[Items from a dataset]
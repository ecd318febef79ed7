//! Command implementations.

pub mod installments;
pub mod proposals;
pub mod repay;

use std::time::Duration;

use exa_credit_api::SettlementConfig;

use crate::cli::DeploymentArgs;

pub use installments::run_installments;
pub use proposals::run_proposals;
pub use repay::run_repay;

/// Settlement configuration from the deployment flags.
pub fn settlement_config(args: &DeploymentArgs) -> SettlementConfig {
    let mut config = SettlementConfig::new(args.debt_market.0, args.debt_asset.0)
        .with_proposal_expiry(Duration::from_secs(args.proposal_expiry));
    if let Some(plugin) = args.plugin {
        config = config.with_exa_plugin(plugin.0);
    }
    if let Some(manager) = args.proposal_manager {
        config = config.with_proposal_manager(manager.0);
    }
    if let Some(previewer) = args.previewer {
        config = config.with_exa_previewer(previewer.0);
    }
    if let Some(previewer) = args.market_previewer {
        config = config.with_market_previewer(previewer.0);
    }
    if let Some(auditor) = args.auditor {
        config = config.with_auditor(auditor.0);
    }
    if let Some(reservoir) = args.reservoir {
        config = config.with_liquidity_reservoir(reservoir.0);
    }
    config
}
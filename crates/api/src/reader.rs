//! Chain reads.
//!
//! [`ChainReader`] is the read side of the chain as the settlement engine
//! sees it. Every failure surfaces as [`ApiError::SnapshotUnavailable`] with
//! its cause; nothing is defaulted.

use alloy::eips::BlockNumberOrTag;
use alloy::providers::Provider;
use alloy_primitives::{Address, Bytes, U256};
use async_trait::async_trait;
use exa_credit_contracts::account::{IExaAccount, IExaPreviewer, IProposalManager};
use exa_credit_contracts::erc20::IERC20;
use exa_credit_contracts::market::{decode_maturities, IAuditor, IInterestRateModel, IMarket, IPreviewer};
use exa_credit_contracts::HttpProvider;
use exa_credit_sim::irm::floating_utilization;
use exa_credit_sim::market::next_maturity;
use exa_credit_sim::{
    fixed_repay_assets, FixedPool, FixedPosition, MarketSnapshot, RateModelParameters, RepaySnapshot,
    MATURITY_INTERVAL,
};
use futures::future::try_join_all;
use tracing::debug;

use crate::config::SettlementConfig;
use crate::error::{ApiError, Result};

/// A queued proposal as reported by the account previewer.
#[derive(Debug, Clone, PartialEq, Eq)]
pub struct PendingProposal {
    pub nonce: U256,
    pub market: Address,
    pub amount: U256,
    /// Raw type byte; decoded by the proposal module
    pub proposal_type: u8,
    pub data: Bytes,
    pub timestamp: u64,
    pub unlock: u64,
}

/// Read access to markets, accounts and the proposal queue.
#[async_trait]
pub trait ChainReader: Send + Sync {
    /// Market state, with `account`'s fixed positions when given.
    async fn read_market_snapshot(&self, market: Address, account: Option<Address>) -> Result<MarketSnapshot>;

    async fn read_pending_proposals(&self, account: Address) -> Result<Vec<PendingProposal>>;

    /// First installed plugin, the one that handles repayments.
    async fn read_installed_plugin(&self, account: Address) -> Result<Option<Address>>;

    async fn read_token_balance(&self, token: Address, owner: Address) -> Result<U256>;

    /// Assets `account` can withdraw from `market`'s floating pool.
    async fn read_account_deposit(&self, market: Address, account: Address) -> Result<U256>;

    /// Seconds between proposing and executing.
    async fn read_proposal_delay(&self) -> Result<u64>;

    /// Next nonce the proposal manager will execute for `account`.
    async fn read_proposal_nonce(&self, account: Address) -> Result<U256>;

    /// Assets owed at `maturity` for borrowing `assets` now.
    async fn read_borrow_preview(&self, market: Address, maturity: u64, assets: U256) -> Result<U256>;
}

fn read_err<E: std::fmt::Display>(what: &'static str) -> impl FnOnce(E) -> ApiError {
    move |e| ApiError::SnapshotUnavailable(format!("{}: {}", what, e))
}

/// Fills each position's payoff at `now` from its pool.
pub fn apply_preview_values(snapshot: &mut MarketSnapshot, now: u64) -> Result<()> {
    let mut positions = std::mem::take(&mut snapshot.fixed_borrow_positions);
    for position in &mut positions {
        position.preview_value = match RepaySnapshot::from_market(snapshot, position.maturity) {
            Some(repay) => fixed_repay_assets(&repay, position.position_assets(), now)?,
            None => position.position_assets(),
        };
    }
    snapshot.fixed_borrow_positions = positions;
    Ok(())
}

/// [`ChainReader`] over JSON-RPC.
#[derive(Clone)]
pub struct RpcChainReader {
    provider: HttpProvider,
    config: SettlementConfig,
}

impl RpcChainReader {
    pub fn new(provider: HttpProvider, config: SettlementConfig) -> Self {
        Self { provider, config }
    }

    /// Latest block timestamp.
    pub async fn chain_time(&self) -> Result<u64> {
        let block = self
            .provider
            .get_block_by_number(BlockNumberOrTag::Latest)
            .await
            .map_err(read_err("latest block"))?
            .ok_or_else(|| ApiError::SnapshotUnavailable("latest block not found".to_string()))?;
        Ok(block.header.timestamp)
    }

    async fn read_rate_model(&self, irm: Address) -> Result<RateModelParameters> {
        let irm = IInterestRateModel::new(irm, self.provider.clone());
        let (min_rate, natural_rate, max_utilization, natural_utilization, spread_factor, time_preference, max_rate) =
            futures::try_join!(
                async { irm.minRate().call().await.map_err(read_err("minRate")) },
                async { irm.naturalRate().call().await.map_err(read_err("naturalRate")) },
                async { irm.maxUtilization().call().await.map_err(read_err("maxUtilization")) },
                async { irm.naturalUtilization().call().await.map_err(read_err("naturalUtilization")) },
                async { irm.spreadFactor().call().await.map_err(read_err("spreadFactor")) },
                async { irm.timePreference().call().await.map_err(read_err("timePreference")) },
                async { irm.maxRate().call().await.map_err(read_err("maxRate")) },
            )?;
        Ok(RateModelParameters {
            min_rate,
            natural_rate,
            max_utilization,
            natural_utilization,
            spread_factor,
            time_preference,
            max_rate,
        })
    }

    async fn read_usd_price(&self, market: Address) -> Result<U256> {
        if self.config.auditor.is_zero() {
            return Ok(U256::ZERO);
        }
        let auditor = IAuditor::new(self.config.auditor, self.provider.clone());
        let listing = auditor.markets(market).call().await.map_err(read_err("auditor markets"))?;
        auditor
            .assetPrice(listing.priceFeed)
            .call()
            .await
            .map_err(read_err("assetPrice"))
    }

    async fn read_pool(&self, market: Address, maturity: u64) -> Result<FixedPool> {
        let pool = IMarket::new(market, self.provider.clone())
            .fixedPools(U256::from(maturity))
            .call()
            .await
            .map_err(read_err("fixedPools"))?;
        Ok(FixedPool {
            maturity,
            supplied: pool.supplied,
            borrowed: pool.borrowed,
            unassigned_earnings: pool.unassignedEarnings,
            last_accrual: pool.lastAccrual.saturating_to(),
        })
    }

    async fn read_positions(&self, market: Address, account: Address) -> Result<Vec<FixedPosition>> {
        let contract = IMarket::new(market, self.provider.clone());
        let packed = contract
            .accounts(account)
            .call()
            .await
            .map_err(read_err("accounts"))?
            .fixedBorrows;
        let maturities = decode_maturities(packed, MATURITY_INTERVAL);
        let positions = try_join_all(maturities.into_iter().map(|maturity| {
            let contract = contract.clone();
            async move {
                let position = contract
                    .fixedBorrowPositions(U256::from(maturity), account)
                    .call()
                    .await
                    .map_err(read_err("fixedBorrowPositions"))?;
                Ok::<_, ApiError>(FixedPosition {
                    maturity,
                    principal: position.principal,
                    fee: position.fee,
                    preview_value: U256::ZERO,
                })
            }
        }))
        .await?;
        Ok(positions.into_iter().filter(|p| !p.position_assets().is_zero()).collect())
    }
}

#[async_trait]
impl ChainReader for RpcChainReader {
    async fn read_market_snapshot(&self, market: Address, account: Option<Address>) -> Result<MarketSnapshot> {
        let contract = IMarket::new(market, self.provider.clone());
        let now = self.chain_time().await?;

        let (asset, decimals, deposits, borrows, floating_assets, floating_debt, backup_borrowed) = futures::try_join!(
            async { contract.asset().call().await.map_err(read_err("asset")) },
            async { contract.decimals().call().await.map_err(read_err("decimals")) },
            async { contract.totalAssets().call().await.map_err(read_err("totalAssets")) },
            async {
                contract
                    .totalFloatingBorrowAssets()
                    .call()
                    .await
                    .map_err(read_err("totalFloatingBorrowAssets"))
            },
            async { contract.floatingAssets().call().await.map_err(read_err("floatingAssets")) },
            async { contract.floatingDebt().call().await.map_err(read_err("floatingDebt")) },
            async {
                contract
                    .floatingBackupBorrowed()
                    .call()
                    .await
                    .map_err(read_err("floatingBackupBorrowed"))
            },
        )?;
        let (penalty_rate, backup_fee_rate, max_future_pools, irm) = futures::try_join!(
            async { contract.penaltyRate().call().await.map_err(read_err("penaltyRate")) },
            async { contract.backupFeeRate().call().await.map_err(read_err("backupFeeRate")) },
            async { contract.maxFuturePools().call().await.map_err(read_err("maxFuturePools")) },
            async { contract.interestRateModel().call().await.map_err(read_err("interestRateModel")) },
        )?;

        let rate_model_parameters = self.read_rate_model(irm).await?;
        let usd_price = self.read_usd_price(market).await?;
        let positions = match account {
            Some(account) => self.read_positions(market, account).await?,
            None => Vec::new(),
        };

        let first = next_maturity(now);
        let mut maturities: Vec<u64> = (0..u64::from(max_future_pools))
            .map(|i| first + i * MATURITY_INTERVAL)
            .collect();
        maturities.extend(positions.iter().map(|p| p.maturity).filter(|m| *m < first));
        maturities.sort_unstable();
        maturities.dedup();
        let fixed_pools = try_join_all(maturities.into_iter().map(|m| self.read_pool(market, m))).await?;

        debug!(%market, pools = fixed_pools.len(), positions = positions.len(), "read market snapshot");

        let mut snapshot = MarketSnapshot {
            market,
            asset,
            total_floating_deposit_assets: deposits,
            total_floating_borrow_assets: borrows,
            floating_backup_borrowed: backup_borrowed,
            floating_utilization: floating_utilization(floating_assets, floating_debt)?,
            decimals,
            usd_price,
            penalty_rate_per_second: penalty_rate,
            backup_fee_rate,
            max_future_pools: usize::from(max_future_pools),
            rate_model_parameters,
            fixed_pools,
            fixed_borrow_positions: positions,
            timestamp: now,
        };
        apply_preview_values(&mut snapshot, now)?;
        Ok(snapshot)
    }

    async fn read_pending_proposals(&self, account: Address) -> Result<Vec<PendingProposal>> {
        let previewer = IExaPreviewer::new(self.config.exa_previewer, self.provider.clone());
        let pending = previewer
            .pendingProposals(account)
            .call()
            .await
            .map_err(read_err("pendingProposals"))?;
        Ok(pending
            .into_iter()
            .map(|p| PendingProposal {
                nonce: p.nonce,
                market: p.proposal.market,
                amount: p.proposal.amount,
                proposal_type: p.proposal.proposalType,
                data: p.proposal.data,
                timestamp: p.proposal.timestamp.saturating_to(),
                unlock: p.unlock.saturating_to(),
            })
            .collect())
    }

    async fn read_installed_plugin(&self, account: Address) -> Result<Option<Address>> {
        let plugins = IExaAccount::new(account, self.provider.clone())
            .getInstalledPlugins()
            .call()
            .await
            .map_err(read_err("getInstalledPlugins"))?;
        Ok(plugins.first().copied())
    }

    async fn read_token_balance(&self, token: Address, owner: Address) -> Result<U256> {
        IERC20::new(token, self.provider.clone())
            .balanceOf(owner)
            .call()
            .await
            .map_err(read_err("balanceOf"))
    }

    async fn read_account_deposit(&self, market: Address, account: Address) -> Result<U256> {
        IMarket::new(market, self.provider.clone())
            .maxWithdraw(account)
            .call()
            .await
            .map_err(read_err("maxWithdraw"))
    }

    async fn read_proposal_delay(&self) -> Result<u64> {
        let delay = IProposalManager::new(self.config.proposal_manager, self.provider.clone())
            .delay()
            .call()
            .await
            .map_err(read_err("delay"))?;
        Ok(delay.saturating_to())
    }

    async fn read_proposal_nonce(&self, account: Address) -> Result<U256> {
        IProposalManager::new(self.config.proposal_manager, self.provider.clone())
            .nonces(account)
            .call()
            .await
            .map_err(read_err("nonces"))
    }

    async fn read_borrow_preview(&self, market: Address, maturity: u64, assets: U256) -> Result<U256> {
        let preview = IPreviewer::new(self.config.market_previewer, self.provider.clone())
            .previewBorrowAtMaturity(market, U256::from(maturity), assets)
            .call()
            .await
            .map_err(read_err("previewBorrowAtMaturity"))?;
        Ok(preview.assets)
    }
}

◆ Work required: Return all lines of the data in which the string "filter" appears.

◆ Problem solution:
        Ok(positions.into_iter().filter(|p| !p.position_assets().is_zero()).collect())
        maturities.extend(positions.iter().map(|p| p.maturity).filter(|m| *m < first));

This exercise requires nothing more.